# **Pandemonium Project Proposal**
## **Feb 27, 2020**
---
### Proposal 

#### Background. 
This project builds upon on-going research to model and simulate galaxy collisions within the Computational Science Ph.D. Program and Physics and Astronomy Departments here at Middle Tennessee State University. 

Galaxy Zoo: Mergers is a citizen scientist effort to find models for 62 target galaxy collisions with the use of SPAM.  SPAM is an O(N) simulation that models galaxy collisions and recreates the tidal distortions or shape that the galaxies undergo during collision.  Citizen scientists were presented with target images of two colliding galaxies and several simulations that attempt to model the target collision.  Using the innate human ability to visually recognize patterns, citizen scientists identified sixty-six thousand models that have resemblance to the target image.  Once selected, these galactic models also underwent a tournament-like scoring system to identify the best models for a particular target system, and give them corresponding human fitness scores for how well each individual model matched the target image. 

#### Project. 
The human ability to process visual patterns and identify similarities is incredibly complex.  Trying to identify and measure the “similarity” between two images is often arbitrary and could depend on hundreds of different factors depending on the objects or images being compared.  Even with the increase of computer image processing and computational power, previous efforts to manually program and predict the similarity between two galaxy images has had poor results with the ongoing galaxy collisions research.  We hope to utilize neural networks to capture the human ability to predict similarities, at least in the narrowed application of galaxies. 
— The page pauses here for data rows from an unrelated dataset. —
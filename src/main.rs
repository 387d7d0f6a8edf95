//! Lily Hop entry point
//!
//! Handles platform-specific initialization and runs the game loop.

#[cfg(target_arch = "wasm32")]
use wasm_bindgen::prelude::*;

#[cfg(target_arch = "wasm32")]
mod wasm_game {
    use std::cell::RefCell;
    use std::rc::Rc;
    use wasm_bindgen::prelude::*;
    use web_sys::{Document, KeyboardEvent, MouseEvent, TouchEvent};

    use lily_hop::Tuning;
    use lily_hop::renderer::SceneSnapshot;
    use lily_hop::sim::{GameEvent, GamePhase, GameState, Intent, TickInput, tick};

    // Hand-off to the page's renderer (three.js or similar), if one is installed
    #[wasm_bindgen(inline_js = "
        export function present_frame(header, pads) {
            const renderer = window.lilyHopRenderer;
            if (renderer && typeof renderer.frame === 'function') {
                renderer.frame(JSON.parse(header), pads);
            }
        }
    ")]
    extern "C" {
        fn present_frame(header: &str, pads: &[f32]);
    }

    /// Per-frame message for the renderer
    #[derive(serde::Serialize)]
    struct FrameHeader<'a> {
        events: &'a [GameEvent],
        scene: &'a SceneSnapshot,
    }

    /// Game instance holding all state
    struct Game {
        state: GameState,
        input: TickInput,
        last_time: f64,
    }

    impl Game {
        fn new(seed: u64, tuning: Tuning) -> Self {
            Self {
                state: GameState::with_tuning(seed, tuning),
                input: TickInput::default(),
                last_time: 0.0,
            }
        }

        /// Run one simulation tick and publish the frame
        fn update(&mut self, dt: f32) {
            let input = std::mem::take(&mut self.input);
            tick(&mut self.state, &input, dt);

            let events = self.state.drain_events();
            self.update_hud(&events);

            let scene = SceneSnapshot::capture(&self.state, viewport_aspect());
            let header = FrameHeader {
                events: &events,
                scene: &scene,
            };
            match serde_json::to_string(&header) {
                Ok(json) => present_frame(&json, scene.pad_floats()),
                Err(e) => log::warn!("Frame serialization failed: {}", e),
            }
        }

        /// Update HUD elements in DOM
        fn update_hud(&self, events: &[GameEvent]) {
            let Some(document) = web_sys::window().and_then(|w| w.document()) else {
                return;
            };

            for event in events {
                match event {
                    GameEvent::ScoreChanged(score) => {
                        if let Some(el) = document.get_element_by_id("score-container") {
                            el.set_text_content(Some(&score.to_string()));
                        }
                    }
                    GameEvent::PhaseChanged { to, .. } => match to {
                        GamePhase::Playing => {
                            set_screen(&document, "start-screen", false);
                            set_screen(&document, "game-over-screen", false);
                            set_visible(&document, "score-container", true);
                        }
                        GamePhase::NotStarted => {
                            set_screen(&document, "start-screen", true);
                            set_screen(&document, "game-over-screen", false);
                            set_visible(&document, "score-container", false);
                        }
                        GamePhase::Dead => {}
                    },
                    GameEvent::GameOverReady { score } => {
                        if let Some(el) = document.get_element_by_id("final-score") {
                            el.set_text_content(Some(&format!("Score: {}", score)));
                        }
                        set_screen(&document, "game-over-screen", true);
                        set_visible(&document, "score-container", false);
                    }
                    _ => {}
                }
            }
        }

        /// Start a fresh run
        fn restart(&mut self, seed: u64) {
            self.state.reset(seed, true);
            self.input = TickInput::default();
        }
    }

    fn set_visible(document: &Document, id: &str, visible: bool) {
        if let Some(el) = document.get_element_by_id(id) {
            let _ = el.set_attribute("class", if visible { "" } else { "hidden" });
        }
    }

    fn set_screen(document: &Document, id: &str, active: bool) {
        if let Some(el) = document.get_element_by_id(id) {
            let _ = el.set_attribute("class", if active { "screen active" } else { "screen hidden" });
        }
    }

    fn viewport_aspect() -> f32 {
        let Some(window) = web_sys::window() else {
            return 1.0;
        };
        let w = window.inner_width().ok().and_then(|v| v.as_f64()).unwrap_or(1.0);
        let h = window.inner_height().ok().and_then(|v| v.as_f64()).unwrap_or(1.0);
        if h > 0.0 { (w / h) as f32 } else { 1.0 }
    }

    fn viewport_width() -> f32 {
        web_sys::window()
            .and_then(|w| w.inner_width().ok())
            .and_then(|v| v.as_f64())
            .unwrap_or(1.0) as f32
    }

    pub fn run() -> Result<(), JsValue> {
        console_error_panic_hook::set_once();
        if let Err(e) = console_log::init_with_level(log::Level::Info) {
            web_sys::console::warn_1(&format!("Logger init failed: {}", e).into());
        }

        log::info!("Lily Hop starting...");

        let window = web_sys::window().ok_or("no window")?;
        let document = window.document().ok_or("no document")?;

        let seed = js_sys::Date::now() as u64;
        let game = Rc::new(RefCell::new(Game::new(seed, Tuning::load())));
        log::info!("Game initialized with seed: {}", seed);

        set_screen(&document, "start-screen", true);
        set_visible(&document, "score-container", false);

        setup_input_handlers(game.clone())?;
        setup_buttons(&document, game.clone())?;

        request_animation_frame(game);

        log::info!("Lily Hop running!");
        Ok(())
    }

    fn setup_input_handlers(game: Rc<RefCell<Game>>) -> Result<(), JsValue> {
        let window = web_sys::window().ok_or("no window")?;
        let document = window.document().ok_or("no document")?;

        // Keyboard
        {
            let game = game.clone();
            let closure = Closure::<dyn FnMut(_)>::new(move |event: KeyboardEvent| {
                if let Some(intent) = Intent::from_key(&event.key()) {
                    event.prevent_default();
                    let mut g = game.borrow_mut();
                    if g.state.accepts_input() {
                        g.input.intent = Some(intent);
                    }
                }
            });
            document.add_event_listener_with_callback("keydown", closure.as_ref().unchecked_ref())?;
            closure.forget();
        }

        // Mouse: left/middle/right third of the screen
        {
            let game = game.clone();
            let closure = Closure::<dyn FnMut(_)>::new(move |event: MouseEvent| {
                let mut g = game.borrow_mut();
                if g.state.accepts_input() {
                    g.input.intent = Some(Intent::from_tap(event.client_x() as f32, viewport_width()));
                }
            });
            document.add_event_listener_with_callback("mousedown", closure.as_ref().unchecked_ref())?;
            closure.forget();
        }

        // Touch
        {
            let closure = Closure::<dyn FnMut(_)>::new(move |event: TouchEvent| {
                let mut g = game.borrow_mut();
                if !g.state.accepts_input() {
                    return;
                }
                if let Some(touch) = event.touches().get(0) {
                    g.input.intent = Some(Intent::from_tap(touch.client_x() as f32, viewport_width()));
                }
            });
            document.add_event_listener_with_callback("touchstart", closure.as_ref().unchecked_ref())?;
            closure.forget();
        }

        Ok(())
    }

    fn setup_buttons(document: &Document, game: Rc<RefCell<Game>>) -> Result<(), JsValue> {
        if let Some(btn) = document.get_element_by_id("start-btn") {
            let game = game.clone();
            let closure = Closure::<dyn FnMut(_)>::new(move |_event: MouseEvent| {
                game.borrow_mut().input.start = true;
            });
            btn.add_event_listener_with_callback("click", closure.as_ref().unchecked_ref())?;
            closure.forget();
        }

        if let Some(btn) = document.get_element_by_id("restart-btn") {
            let closure = Closure::<dyn FnMut(_)>::new(move |_event: MouseEvent| {
                let seed = js_sys::Date::now() as u64;
                game.borrow_mut().restart(seed);
                log::info!("Game restarted with seed: {}", seed);
            });
            btn.add_event_listener_with_callback("click", closure.as_ref().unchecked_ref())?;
            closure.forget();
        }

        Ok(())
    }

    fn request_animation_frame(game: Rc<RefCell<Game>>) {
        let Some(window) = web_sys::window() else {
            return;
        };
        let closure = Closure::once(move |time: f64| {
            game_loop(game, time);
        });
        let _ = window.request_animation_frame(closure.as_ref().unchecked_ref());
        closure.forget();
    }

    fn game_loop(game: Rc<RefCell<Game>>, time: f64) {
        {
            let mut g = game.borrow_mut();

            // Calculate delta time
            let dt = if g.last_time > 0.0 {
                ((time - g.last_time) / 1000.0) as f32
            } else {
                0.0
            };
            g.last_time = time;

            g.update(dt);
        }

        request_animation_frame(game);
    }
}

#[cfg(target_arch = "wasm32")]
#[wasm_bindgen(start)]
pub fn wasm_main() -> Result<(), JsValue> {
    wasm_game::run()
}

#[cfg(not(target_arch = "wasm32"))]
fn main() {
    use lily_hop::sim::{GamePhase, GameState, TickInput, tick};

    env_logger::init();
    log::info!("Lily Hop (native) starting...");
    log::info!("Native mode runs a headless autopilot - serve the web build for the real game");

    let seed = std::env::args()
        .nth(1)
        .and_then(|arg| arg.parse::<u64>().ok())
        .unwrap_or(42);
    let jumps = 200;

    let mut state = GameState::new(seed);
    tick(
        &mut state,
        &TickInput {
            start: true,
            ..Default::default()
        },
        0.0,
    );

    let frame = 1.0 / 60.0;
    for _ in 0..jumps {
        let input = TickInput {
            intent: state.safe_intent(),
            ..Default::default()
        };
        tick(&mut state, &input, frame);
        while state.actor.is_jumping() {
            tick(&mut state, &TickInput::default(), frame);
        }
        if state.phase != GamePhase::Playing {
            break;
        }
        state.drain_events();
    }

    println!(
        "seed {}: score {}, phase {:?}, {} live pads up to row {}",
        seed,
        state.score,
        state.phase,
        state.world.len(),
        state.world.furthest_row().unwrap_or_default()
    );
}

#[cfg(target_arch = "wasm32")]
fn main() {
    // WASM entry point is wasm_main, this is just to satisfy the compiler
}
The focus of our project is to create a variety of methods for predicting how well a model “fits” a target image using neural networks.  Neural network regression models will be trained on pre-existing model images and associated human fitness scores from Galaxy Zoo: Mergers.  The regression model will take galaxy images and produce a machine fitness score that attempts to predict human machine scores.  The performance of our networks will be based on how well the final machine scores statistically correlate with human scores for a set galactic model. 
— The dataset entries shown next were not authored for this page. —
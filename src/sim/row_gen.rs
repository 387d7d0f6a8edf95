//! Procedural row generation
//!
//! Every row carries one guaranteed pad whose lane is at most one lateral
//! step from the previous row's guaranteed lane, so the river is always
//! solvable. The other lanes get optional decoy pads.

use rand::Rng;

use super::lane::Lane;
use super::world::Platform;
use crate::settings::Tuning;

/// Output of a single row generation
#[derive(Debug, Clone)]
pub struct GeneratedRow {
    pub row: u32,
    /// Lane of the pad that continues the guaranteed path (the next cursor)
    pub guaranteed: Lane,
    /// Pads placed in this row, left to right
    pub platforms: Vec<Platform>,
}

/// Generate one row from the running guaranteed-lane cursor
pub fn generate_row<R: Rng + ?Sized>(
    row: u32,
    cursor: Lane,
    tuning: &Tuning,
    rng: &mut R,
) -> GeneratedRow {
    // Legal cursor moves in -1, 0, +1 order; staying put is always legal
    let moves: Vec<Lane> = [cursor.offset(-1), Some(cursor), cursor.offset(1)]
        .into_iter()
        .flatten()
        .collect();
    let guaranteed = moves[rng.random_range(0..moves.len())];

    let mut platforms = Vec::with_capacity(Lane::ALL.len());
    for lane in Lane::ALL {
        let has_pad = lane == guaranteed || rng.random_bool(tuning.extra_pad_chance);
        if has_pad {
            platforms.push(Platform::decorated(lane, row, tuning, rng));
        }
    }

    GeneratedRow {
        row,
        guaranteed,
        platforms,
    }
}

/// A fully populated row (start zone); the cursor passes through unchanged
pub fn full_row<R: Rng + ?Sized>(
    row: u32,
    cursor: Lane,
    tuning: &Tuning,
    rng: &mut R,
) -> GeneratedRow {
    let platforms = Lane::ALL
        .into_iter()
        .map(|lane| Platform::decorated(lane, row, tuning, rng))
        .collect();

    GeneratedRow {
        row,
        guaranteed: cursor,
        platforms,
    }
}
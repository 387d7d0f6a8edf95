//! Frame snapshots for the page renderer
//!
//! The renderer owns meshes, materials and lights; it only needs the
//! transforms below plus the pad add/remove events to stay in sync.

use glam::{Mat4, Vec3};
use serde::{Deserialize, Serialize};

use super::instance::{ActorInstance, PadInstance, colors};
use crate::settings::Tuning;
use crate::sim::{CameraRig, GamePhase, GameState};

/// Near/far planes of the orthographic camera
const NEAR: f32 = 1.0;
const FAR: f32 = 1000.0;

/// Everything needed to draw one frame
#[derive(Debug, Clone, Serialize, Deserialize)]
pub struct SceneSnapshot {
    pub phase: GamePhase,
    pub score: u32,
    pub actor: ActorInstance,
    /// Column-major view-projection matrix
    pub view_proj: [f32; 16],
    pub background: [f32; 4],
    pub water: [f32; 4],
    pub flower: [f32; 4],
    /// Live pads, handed over separately as a float buffer
    #[serde(skip)]
    pub pads: Vec<PadInstance>,
}

impl SceneSnapshot {
    /// Capture the current state for a viewport of the given aspect ratio
    pub fn capture(state: &GameState, aspect: f32) -> Self {
        let pads = state
            .world
            .platforms()
            .map(|p| PadInstance::from_platform(p, &state.tuning))
            .collect();

        Self {
            phase: state.phase,
            score: state.score,
            actor: ActorInstance::from(&state.actor),
            view_proj: view_projection(&state.camera, &state.tuning, aspect).to_cols_array(),
            background: colors::SKY,
            water: colors::WATER,
            flower: colors::FLOWER,
            pads,
        }
    }

    /// Pad instances as a flat float run
    pub fn pad_floats(&self) -> &[f32] {
        bytemuck::cast_slice(&self.pads)
    }
}

/// Isometric view: fixed viewing direction, position trailing the actor
pub fn view_matrix(camera: &CameraRig, tuning: &Tuning) -> Mat4 {
    let eye = camera.position;
    let target = eye - Vec3::from_array(tuning.camera_offset);
    Mat4::look_at_rh(eye, target, Vec3::Y)
}

/// Orthographic projection sized by the view's half height
pub fn projection_matrix(tuning: &Tuning, aspect: f32) -> Mat4 {
    let d = tuning.camera_half_height;
    let aspect = if aspect > 0.0 { aspect } else { 1.0 };
    Mat4::orthographic_rh(-d * aspect, d * aspect, -d, d, NEAR, FAR)
}

pub fn view_projection(camera: &CameraRig, tuning: &Tuning, aspect: f32) -> Mat4 {
    projection_matrix(tuning, aspect) * view_matrix(camera, tuning)
}

#[cfg(test)]
mod tests {
    use super::*;

    #[test]
    fn test_capture_matches_world() {
        let state = GameState::new(12345);
        let snapshot = SceneSnapshot::capture(&state, 16.0 / 9.0);
        assert_eq!(snapshot.pads.len(), state.world.len());
        assert_eq!(snapshot.pad_floats().len(), state.world.len() * PadInstance::FLOATS);
        assert_eq!(snapshot.phase, GamePhase::NotStarted);
        assert_eq!(snapshot.actor.position, [0.0, 0.0, 0.0]);
    }

    #[test]
    fn test_followed_point_is_centered() {
        let tuning = Tuning::default();
        let mut camera = CameraRig::new(tuning.camera_offset);
        camera.position.z -= 6.0;

        // The point the camera follows projects to the middle of the screen
        let followed = Vec3::new(0.0, 0.0, -6.0);
        let clip = view_projection(&camera, &tuning, 1.5).project_point3(followed);
        assert!(clip.x.abs() < 1e-4);
        assert!(clip.y.abs() < 1e-4);
    }

    #[test]
    fn test_snapshot_json_skips_pads() {
        let state = GameState::new(3);
        let json = serde_json::to_string(&SceneSnapshot::capture(&state, 1.0)).unwrap();
        assert!(json.contains("\"view_proj\""));
        assert!(!json.contains("\"pads\""));
    }
}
The primary goal is to develop a neural network regression model for each individual target system.  Each target system can be trained on hundreds to thousands of model images and human scores.  In addition, a variety of neural network architectures can be implemented and analyzed.  Perhaps a particular architecture performs the best across the majority of target systems.  To evaluate the performance of our neural networks, the primary metric will be the statistical correlation between neural network predictions and human fitness scores.  In addition to the correlation, graphs can be constructed to identify outliers, or possible overfitting to training data.  Once the regression model is built and operational, new model images could be generated and humans can agree and disagree with the predicted score and improve the process.  

Another possible application is to build a general-purpose neural network model that can predict the similarity between any two pictures of galaxies in collision.  This could be trained on a sampling of models and target images from all of the target systems above.  This may be difficult to build, as each system undoubtedly has variance in how their similarity scores scale.  For example, a 0.75 similarity for one system may resemble a much higher “similarity” between images than a 0.75 for another system which contains poorer quality models and data.  However, the flexibility may be well worth the effort.  A general-purpose comparison could be applied to future galaxy collision systems.  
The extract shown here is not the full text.